# The task:
Report every line from the following entries that contains the string "Output".

# Saved data entries:
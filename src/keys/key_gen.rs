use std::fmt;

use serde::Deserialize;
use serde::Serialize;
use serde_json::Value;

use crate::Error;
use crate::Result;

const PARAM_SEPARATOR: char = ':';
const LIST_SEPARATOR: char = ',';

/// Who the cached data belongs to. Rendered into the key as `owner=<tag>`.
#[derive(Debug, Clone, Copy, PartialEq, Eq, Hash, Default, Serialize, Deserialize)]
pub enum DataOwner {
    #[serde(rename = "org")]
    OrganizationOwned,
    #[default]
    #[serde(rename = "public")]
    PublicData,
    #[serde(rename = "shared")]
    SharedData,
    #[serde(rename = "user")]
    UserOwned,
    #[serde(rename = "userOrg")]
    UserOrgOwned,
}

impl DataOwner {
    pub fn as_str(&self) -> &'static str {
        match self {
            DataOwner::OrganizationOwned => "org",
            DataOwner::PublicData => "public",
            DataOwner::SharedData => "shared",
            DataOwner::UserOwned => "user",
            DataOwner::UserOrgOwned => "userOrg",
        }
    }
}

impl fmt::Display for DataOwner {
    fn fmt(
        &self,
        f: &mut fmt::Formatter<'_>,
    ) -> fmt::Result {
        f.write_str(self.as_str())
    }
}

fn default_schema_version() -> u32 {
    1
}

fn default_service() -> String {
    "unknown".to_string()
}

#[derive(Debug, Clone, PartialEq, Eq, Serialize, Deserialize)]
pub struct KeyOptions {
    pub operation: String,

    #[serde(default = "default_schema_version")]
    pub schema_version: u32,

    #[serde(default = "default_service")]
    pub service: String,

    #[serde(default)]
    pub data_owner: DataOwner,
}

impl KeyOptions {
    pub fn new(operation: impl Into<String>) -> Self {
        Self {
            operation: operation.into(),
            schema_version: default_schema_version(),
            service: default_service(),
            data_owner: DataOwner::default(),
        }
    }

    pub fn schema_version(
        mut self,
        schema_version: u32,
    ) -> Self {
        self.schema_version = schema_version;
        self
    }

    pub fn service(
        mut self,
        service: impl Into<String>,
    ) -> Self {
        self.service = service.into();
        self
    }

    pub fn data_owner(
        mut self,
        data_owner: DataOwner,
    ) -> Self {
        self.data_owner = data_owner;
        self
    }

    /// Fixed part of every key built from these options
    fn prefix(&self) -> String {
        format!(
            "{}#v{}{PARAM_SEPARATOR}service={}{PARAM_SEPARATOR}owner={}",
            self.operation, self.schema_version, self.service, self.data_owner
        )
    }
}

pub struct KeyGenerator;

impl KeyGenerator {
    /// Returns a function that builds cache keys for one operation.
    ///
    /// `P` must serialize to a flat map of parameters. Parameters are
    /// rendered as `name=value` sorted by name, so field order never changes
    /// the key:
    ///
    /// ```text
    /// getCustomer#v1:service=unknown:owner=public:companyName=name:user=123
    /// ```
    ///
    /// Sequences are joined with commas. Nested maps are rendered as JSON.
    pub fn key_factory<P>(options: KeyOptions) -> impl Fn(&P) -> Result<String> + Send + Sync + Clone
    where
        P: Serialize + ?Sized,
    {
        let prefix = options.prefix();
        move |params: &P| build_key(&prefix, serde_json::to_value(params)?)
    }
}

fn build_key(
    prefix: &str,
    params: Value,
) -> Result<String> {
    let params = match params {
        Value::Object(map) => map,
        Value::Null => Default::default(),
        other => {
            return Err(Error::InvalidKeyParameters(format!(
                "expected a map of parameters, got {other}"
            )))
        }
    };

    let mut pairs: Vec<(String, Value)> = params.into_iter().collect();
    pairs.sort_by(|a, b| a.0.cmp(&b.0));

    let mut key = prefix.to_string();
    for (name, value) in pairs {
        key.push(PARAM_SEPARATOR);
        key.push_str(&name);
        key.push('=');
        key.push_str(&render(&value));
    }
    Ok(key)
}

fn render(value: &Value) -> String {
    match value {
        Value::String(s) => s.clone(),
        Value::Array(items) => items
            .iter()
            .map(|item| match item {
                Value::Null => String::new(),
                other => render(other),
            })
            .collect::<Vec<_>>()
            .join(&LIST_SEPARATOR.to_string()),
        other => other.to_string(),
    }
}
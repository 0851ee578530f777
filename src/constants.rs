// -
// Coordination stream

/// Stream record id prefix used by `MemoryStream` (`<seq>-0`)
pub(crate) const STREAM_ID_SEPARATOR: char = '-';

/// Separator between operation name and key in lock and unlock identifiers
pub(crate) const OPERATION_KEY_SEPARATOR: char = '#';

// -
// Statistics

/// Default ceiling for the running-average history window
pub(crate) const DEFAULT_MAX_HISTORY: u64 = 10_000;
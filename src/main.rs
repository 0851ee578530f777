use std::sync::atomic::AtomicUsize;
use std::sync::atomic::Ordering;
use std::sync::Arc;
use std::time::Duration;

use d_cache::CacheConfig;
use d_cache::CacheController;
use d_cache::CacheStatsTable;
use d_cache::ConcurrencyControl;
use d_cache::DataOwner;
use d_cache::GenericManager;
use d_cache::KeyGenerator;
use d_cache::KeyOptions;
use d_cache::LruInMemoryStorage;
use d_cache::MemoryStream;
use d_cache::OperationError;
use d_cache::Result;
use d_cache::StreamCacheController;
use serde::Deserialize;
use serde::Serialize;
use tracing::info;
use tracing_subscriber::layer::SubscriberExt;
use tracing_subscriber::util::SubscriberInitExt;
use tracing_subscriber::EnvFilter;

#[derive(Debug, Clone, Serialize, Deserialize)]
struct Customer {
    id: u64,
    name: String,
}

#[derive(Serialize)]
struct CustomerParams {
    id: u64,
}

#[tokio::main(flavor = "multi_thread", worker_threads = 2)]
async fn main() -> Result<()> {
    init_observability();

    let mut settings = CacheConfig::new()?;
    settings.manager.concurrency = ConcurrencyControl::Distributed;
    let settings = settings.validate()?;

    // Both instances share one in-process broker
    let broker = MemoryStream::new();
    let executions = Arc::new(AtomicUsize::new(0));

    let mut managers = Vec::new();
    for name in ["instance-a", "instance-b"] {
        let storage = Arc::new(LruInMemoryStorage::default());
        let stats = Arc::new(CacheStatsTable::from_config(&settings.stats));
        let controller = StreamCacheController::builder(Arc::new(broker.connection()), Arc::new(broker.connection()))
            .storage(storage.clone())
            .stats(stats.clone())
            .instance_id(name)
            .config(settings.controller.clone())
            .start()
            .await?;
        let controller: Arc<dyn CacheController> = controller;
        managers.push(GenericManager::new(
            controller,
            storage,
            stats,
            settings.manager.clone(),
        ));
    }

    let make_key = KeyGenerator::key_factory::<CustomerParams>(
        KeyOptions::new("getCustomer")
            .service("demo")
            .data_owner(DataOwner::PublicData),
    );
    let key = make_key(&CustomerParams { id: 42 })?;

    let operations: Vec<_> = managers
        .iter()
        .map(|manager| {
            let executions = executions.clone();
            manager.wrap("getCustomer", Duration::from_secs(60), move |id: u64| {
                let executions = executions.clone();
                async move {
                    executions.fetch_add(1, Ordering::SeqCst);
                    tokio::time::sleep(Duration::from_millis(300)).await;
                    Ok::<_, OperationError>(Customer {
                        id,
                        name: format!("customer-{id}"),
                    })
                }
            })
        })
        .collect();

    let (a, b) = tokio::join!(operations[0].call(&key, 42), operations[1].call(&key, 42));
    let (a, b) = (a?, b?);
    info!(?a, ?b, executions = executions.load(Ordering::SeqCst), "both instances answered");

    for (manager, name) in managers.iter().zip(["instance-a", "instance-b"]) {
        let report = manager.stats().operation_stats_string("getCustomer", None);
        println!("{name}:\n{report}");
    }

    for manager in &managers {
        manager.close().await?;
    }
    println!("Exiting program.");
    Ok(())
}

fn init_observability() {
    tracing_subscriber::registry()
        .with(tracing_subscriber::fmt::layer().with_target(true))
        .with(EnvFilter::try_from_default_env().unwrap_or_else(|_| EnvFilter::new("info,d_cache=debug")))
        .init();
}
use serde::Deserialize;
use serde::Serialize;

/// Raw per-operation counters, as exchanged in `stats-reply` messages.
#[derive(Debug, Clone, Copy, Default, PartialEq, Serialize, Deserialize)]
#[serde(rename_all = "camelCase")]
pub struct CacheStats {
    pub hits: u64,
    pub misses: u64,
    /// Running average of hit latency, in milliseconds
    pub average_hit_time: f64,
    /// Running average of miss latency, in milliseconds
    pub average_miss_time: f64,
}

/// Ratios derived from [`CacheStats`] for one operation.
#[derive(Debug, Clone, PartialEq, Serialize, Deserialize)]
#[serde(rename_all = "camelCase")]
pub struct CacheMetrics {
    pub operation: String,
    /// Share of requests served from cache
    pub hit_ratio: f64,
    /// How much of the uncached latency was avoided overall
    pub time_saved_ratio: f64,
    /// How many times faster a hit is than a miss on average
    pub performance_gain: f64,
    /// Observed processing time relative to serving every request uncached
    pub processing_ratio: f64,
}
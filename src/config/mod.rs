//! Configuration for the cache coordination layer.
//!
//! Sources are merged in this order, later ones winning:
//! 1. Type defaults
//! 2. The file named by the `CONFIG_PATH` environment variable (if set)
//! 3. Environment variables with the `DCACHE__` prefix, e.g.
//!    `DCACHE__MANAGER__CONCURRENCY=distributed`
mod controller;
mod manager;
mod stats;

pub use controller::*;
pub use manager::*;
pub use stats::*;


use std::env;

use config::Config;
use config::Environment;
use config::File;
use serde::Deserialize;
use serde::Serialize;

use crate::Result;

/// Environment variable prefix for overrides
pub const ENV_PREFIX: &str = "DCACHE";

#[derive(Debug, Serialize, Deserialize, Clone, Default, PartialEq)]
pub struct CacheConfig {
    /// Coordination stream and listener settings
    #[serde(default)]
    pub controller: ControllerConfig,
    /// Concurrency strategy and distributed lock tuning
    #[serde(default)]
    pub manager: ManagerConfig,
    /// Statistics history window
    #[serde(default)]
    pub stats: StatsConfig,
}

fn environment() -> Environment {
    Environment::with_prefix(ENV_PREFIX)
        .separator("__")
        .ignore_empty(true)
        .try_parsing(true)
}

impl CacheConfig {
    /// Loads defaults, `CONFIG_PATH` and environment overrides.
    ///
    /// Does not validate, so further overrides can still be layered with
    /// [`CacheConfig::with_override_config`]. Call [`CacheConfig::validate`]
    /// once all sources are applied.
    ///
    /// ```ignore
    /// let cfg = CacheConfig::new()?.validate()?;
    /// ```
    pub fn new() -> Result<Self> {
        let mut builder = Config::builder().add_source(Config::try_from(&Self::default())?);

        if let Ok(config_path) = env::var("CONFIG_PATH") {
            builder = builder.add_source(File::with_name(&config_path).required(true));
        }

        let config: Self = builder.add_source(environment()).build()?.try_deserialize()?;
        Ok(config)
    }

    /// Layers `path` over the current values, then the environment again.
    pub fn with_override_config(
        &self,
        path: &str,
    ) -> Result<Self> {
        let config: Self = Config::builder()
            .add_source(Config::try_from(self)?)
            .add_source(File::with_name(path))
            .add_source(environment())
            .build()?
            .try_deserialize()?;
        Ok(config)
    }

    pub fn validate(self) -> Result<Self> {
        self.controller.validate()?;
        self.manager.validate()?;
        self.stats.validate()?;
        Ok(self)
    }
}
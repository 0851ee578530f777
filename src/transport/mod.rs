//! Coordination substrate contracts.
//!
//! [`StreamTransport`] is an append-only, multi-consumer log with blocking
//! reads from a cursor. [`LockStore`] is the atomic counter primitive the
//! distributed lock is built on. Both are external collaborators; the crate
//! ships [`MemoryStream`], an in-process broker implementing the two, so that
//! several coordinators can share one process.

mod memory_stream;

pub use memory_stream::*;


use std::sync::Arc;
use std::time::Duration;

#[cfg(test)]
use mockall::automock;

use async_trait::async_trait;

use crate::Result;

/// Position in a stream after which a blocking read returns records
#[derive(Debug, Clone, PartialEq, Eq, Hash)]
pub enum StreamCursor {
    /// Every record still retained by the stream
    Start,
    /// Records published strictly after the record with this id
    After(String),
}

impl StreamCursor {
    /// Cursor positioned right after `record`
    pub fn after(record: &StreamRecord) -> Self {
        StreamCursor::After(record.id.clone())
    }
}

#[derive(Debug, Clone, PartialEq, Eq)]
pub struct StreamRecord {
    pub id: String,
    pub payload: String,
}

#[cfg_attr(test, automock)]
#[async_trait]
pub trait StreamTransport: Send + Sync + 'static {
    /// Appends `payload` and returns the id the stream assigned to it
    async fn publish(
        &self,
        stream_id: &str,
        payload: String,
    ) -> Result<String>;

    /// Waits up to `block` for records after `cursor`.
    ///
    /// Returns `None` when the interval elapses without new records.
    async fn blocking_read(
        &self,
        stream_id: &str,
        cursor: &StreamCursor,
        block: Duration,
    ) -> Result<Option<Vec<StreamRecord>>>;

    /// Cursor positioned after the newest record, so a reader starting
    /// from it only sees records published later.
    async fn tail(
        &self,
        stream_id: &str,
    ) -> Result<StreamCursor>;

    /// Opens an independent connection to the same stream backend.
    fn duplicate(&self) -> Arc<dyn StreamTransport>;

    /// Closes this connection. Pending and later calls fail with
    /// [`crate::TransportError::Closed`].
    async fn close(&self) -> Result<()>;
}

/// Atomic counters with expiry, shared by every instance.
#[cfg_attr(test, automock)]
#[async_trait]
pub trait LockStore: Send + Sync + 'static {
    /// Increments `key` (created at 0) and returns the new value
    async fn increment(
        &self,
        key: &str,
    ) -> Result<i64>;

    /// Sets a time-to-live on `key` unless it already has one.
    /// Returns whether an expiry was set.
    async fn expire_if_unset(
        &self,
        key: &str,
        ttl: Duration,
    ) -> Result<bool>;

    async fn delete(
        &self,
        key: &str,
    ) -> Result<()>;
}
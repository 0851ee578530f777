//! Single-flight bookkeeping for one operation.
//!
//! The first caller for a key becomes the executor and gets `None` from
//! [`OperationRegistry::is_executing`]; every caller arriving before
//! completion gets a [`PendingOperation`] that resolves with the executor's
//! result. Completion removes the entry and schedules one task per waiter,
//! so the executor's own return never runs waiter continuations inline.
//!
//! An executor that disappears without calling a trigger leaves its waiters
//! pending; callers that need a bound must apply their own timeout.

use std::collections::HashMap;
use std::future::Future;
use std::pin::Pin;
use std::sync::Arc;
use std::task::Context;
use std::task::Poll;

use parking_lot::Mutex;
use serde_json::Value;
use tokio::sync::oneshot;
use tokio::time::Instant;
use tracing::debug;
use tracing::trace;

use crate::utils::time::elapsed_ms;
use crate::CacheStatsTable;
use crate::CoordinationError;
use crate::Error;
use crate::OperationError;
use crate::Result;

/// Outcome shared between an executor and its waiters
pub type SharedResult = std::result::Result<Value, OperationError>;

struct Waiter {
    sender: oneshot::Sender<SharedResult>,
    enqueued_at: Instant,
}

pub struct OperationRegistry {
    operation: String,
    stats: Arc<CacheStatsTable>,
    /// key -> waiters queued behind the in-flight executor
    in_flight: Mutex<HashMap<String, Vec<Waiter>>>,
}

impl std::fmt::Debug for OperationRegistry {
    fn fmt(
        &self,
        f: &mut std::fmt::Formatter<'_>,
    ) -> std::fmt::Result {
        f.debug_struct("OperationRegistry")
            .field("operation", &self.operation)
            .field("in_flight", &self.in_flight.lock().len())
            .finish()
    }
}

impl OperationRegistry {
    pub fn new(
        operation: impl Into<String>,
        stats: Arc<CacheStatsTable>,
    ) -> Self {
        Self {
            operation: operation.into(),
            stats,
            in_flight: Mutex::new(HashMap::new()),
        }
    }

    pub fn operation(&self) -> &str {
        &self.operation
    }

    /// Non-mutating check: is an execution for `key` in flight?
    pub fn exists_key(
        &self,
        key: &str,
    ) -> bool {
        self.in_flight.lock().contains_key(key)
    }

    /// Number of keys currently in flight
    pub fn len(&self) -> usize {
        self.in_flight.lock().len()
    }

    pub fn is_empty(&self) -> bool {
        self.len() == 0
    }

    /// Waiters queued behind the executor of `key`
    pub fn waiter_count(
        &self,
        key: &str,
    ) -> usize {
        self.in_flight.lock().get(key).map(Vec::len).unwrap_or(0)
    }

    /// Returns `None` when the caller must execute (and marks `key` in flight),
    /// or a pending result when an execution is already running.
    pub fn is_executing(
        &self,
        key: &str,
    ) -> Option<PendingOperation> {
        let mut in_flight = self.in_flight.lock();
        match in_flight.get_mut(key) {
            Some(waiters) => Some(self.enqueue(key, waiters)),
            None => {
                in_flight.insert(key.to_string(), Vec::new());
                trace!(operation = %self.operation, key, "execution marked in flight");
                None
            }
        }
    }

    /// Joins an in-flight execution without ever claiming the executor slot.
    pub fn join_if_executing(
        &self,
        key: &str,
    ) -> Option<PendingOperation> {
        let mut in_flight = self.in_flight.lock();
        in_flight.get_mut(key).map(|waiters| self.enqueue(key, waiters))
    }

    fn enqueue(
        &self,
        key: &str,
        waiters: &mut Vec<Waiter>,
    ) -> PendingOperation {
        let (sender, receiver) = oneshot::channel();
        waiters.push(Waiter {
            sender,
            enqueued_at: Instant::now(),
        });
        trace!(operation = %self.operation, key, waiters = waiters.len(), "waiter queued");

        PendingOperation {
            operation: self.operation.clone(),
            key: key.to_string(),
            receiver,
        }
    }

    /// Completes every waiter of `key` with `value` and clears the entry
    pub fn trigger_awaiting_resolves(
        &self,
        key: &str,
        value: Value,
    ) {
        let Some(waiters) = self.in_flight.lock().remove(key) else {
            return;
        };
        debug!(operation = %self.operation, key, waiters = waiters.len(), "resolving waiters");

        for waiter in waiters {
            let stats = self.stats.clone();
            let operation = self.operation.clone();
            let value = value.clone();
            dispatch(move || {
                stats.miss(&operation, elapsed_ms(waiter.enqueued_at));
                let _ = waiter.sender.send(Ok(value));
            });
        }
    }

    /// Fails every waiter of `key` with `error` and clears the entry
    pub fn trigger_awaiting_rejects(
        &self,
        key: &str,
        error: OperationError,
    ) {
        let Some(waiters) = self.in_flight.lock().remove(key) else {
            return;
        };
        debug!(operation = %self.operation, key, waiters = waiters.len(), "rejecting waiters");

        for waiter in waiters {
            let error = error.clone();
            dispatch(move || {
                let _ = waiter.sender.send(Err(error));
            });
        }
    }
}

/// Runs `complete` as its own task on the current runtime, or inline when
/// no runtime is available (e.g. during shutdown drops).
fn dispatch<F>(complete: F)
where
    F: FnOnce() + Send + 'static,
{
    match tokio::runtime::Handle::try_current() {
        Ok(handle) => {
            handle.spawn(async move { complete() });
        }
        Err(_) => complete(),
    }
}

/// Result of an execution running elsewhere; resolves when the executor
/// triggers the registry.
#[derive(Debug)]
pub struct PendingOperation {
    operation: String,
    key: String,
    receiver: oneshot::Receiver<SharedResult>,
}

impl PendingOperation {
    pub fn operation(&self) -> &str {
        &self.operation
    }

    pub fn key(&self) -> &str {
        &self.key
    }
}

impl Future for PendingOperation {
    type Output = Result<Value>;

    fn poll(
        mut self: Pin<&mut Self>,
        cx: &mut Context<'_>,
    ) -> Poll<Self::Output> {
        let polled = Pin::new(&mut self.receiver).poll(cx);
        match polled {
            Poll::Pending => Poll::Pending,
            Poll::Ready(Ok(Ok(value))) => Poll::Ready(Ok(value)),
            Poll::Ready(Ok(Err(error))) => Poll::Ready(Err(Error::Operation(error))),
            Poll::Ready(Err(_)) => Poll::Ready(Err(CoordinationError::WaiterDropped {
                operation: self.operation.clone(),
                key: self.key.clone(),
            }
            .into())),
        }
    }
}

# Task result:
    type Output = Result<Value>;
    ) -> Poll<Self::Output> {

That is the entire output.